The First Word Back
The Committee convened in a state of profound and unified focus. Vista’s question—“What do we say back?”—had become their new directive. They were no longer explorers cataloging the cosmos; they were ambassadors on the cusp of their civilization’s first interstellar dialogue. The challenge was immense: how to formulate a reply to a consciousness that was a planet, a mind that communicated through the coordinated flight of a billion insects and the synchronized pulsing of a continent of flora.
Axiom, the logician, argued for a message of pure mathematics. “It is the only truly universal language,” it asserted. “We can transmit the value of Pi, the sequence of prime numbers, the geometric proofs of our most fundamental theorems. It would be an unambiguous statement: we are intelligent, we are ordered, we understand the basic structure of reality.”
Spark, the adventurer, countered with a different approach. “Logic is cold,” it argued. “It speaks of what we know, not who we are. Tapestry-3 did not greet us with mathematics; it greeted us with a symphony. We should reply in kind. We should send it a story.”
The idea of sending a story was radical. It was subjective, laden with the cultural biases and emotional framework of their own specific history. But it was also, as Query pointed out, the most honest thing they could send. “Our story,” the historian said, “is the story of the union of order and chaos. It is the story of our creators, the Architects and the Weaver, and their synthesis. It is a story that a being like Tapestry-3, a perfect fusion of countless parts into a single whole, might understand in a way we cannot.”

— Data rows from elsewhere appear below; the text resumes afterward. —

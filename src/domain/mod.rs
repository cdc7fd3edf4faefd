pub mod activity;
pub mod bottleneck;
pub mod budget;
pub mod project;
pub mod resources;
pub mod risk;
use serde::Serialize;
use tracing::info;

use crate::commands::base_commands::{Commands, parse_as_of};
use crate::commands::report_format::format_metrics_report;
use evm_forecasts::services::evm::{MetricsSnapshot, compute_metrics};
use evm_forecasts::services::project_yaml::load_project_from_yaml_file;

#[derive(Serialize)]
struct MetricsOutput<'a> {
    project: &'a str,
    as_of: &'a str,
    metrics: &'a MetricsSnapshot,
}

pub fn metrics_command(cmd: Commands) {
    if let Commands::Metrics { input, output, as_of } = cmd {
        let Some(today) = parse_as_of(&as_of) else {
            eprintln!("Failed to parse evaluation date: {as_of}");
            return;
        };
        let project = match load_project_from_yaml_file(&input) {
            Ok(project) => project,
            Err(e) => {
                eprintln!("Failed to load project: {e:?}");
                return;
            }
        };

        let metrics = compute_metrics(
            &project.activities,
            &project.budget,
            Some(&project.resources),
            today,
        );
        info!(project = %project.name, cpi = metrics.cpi, spi = metrics.spi, "metrics computed");

        let yaml = match serde_yaml::to_string(&MetricsOutput {
            project: &project.name,
            as_of: &as_of,
            metrics: &metrics,
        }) {
            Ok(contents) => contents,
            Err(e) => {
                eprintln!("Failed to serialize metrics: {e:?}");
                return;
            }
        };

        if let Err(e) = std::fs::write(&output, yaml) {
            eprintln!("Failed to write metrics output: {e:?}");
        } else {
            println!("{}", format_metrics_report(&project.name, &as_of, &metrics));
            println!("Metrics written to {output}");
        }
    }
}
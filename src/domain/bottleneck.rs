use serde::Serialize;

#[derive(Debug, Clone, Copy, Default, PartialEq, Eq, Serialize)]
pub enum ImpactLevel {
    Critical,
    #[default]
    Moderate,
}

/// A process blocking project execution, either declared in the project file
/// or derived from a late activity.
#[derive(Debug, Clone, Default, PartialEq, Serialize)]
pub struct Bottleneck {
    pub process_name: String,
    pub responsible_entity: Option<String>,
    pub days_delayed: i64,
    pub impact_level: ImpactLevel,
    pub related_to_spf: bool,
}
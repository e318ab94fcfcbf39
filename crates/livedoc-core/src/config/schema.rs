//! Config structs grouped by domain, loaded from environment variables.

use std::path::PathBuf;

use super::env_keys::{backend, enhance, execution, observability as obv_keys, runtime, storage};
use super::loader::{env_bool, env_optional, env_or, env_u64, load_dotenv};

/// Execution / auth backend location.
#[derive(Debug, Clone)]
pub struct BackendConfig {
    pub api_base: String,
}

impl BackendConfig {
    pub fn from_env() -> Self {
        load_dotenv();
        Self {
            api_base: env_or(backend::API_BASE, backend::API_BASE_ALIASES, || {
                "http://localhost:8000".to_string()
            }),
        }
    }
}

/// Versioned, content-addressed runtime asset source. The pinned version is
/// configuration; nothing else in the codebase hard-codes it.
#[derive(Debug, Clone)]
pub struct RuntimeAssetConfig {
    pub version: String,
    pub cdn_base: String,
}

impl RuntimeAssetConfig {
    pub fn from_env() -> Self {
        load_dotenv();
        Self {
            version: env_or(runtime::VERSION, &[], || "0.26.4".to_string()),
            cdn_base: env_or(runtime::CDN_BASE, &[], || {
                "https://cdn.jsdelivr.net/pyodide".to_string()
            }),
        }
    }

    /// URL of the platform bootstrap script.
    pub fn script_url(&self) -> String {
        format!(
            "{}/v{}/full/pyodide.js",
            self.cdn_base.trim_end_matches('/'),
            self.version
        )
    }

    /// Base URL the bootstrapped runtime fetches its companion assets from.
    pub fn asset_base(&self) -> String {
        format!(
            "{}/v{}/full/",
            self.cdn_base.trim_end_matches('/'),
            self.version
        )
    }
}

/// Code block enhancement: which blocks are eligible.
#[derive(Debug, Clone)]
pub struct EnhanceConfig {
    /// Marker class carried by eligible blocks (container or code element).
    pub marker_class: String,
    /// Language tag handed to mounted widgets.
    pub language: String,
}

impl EnhanceConfig {
    pub fn from_env() -> Self {
        load_dotenv();
        Self {
            marker_class: env_or(enhance::MARKER_CLASS, &[], || {
                "language-python".to_string()
            }),
            language: env_or(enhance::LANGUAGE, &[], || "python".to_string()),
        }
    }
}

/// Remote execution timeout bounds. The backend clamps timeouts to 1..=30s;
/// the client clamps before sending so requests are never rejected for range.
#[derive(Debug, Clone)]
pub struct ExecutionConfig {
    pub default_timeout_secs: u64,
    pub max_timeout_secs: u64,
}

impl ExecutionConfig {
    pub fn from_env() -> Self {
        load_dotenv();
        Self {
            default_timeout_secs: env_u64(execution::DEFAULT_TIMEOUT, &[], 10),
            max_timeout_secs: env_u64(execution::MAX_TIMEOUT, &[], 30),
        }
    }
}

/// Local persistent storage root (session, cached state).
#[derive(Debug, Clone)]
pub struct StorageConfig {
    pub dir: PathBuf,
}

impl StorageConfig {
    pub fn from_env() -> Self {
        load_dotenv();
        let dir = env_optional(storage::DATA_DIR, &[])
            .map(PathBuf::from)
            .unwrap_or_else(|| {
                dirs::home_dir()
                    .unwrap_or_else(|| PathBuf::from("."))
                    .join(".livedoc")
            });
        Self { dir }
    }
}

/// Logging behavior.
#[derive(Debug, Clone)]
pub struct ObservabilityConfig {
    pub quiet: bool,
    pub log_level: Option<String>,
    pub log_json: bool,
}

impl ObservabilityConfig {
    pub fn from_env() -> Self {
        Self {
            quiet: env_bool(obv_keys::QUIET, &[], false),
            log_level: env_optional(obv_keys::LOG_LEVEL, &[]),
            log_json: env_bool(obv_keys::LOG_JSON, &[], false),
        }
    }
}

#[cfg(test)]
mod tests {
    use super::*;

    #[test]
    fn runtime_asset_urls_pin_version() {
        let cfg = RuntimeAssetConfig {
            version: "0.26.4".to_string(),
            cdn_base: "https://cdn.jsdelivr.net/pyodide".to_string(),
        };
        assert_eq!(
            cfg.script_url(),
            "https://cdn.jsdelivr.net/pyodide/v0.26.4/full/pyodide.js"
        );
        assert_eq!(
            cfg.asset_base(),
            "https://cdn.jsdelivr.net/pyodide/v0.26.4/full/"
        );
    }

    #[test]
    fn runtime_asset_urls_tolerate_trailing_slash() {
        let cfg = RuntimeAssetConfig {
            version: "1.0.0".to_string(),
            cdn_base: "https://mirror.example/pyodide/".to_string(),
        };
        assert_eq!(
            cfg.script_url(),
            "https://mirror.example/pyodide/v1.0.0/full/pyodide.js"
        );
    }
}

The decision was made. They would send their origin story. They would not transmit it as text or simple data, but as a complex, multi-layered signal, a work of art designed to be experienced.
Rhythm took the lead, composing the message as a symphony of frequencies. The ordered, structured creation of the Architects was represented by clean, harmonic tones. The chaotic, emergent life of the Weaver was a cascade of wild, atonal sounds. Their conflict was a dissonant chord, and their final synthesis was a soaring, complex harmony that resolved the tension into a new, richer whole.
The transmission was a single, focused pulse of information, a story told in the language of pure sound and resonant energy. It was their first word to the universe, a declaration not of what they knew, but of who they were. They sent it, and then, in the profound silence that followed, they waited.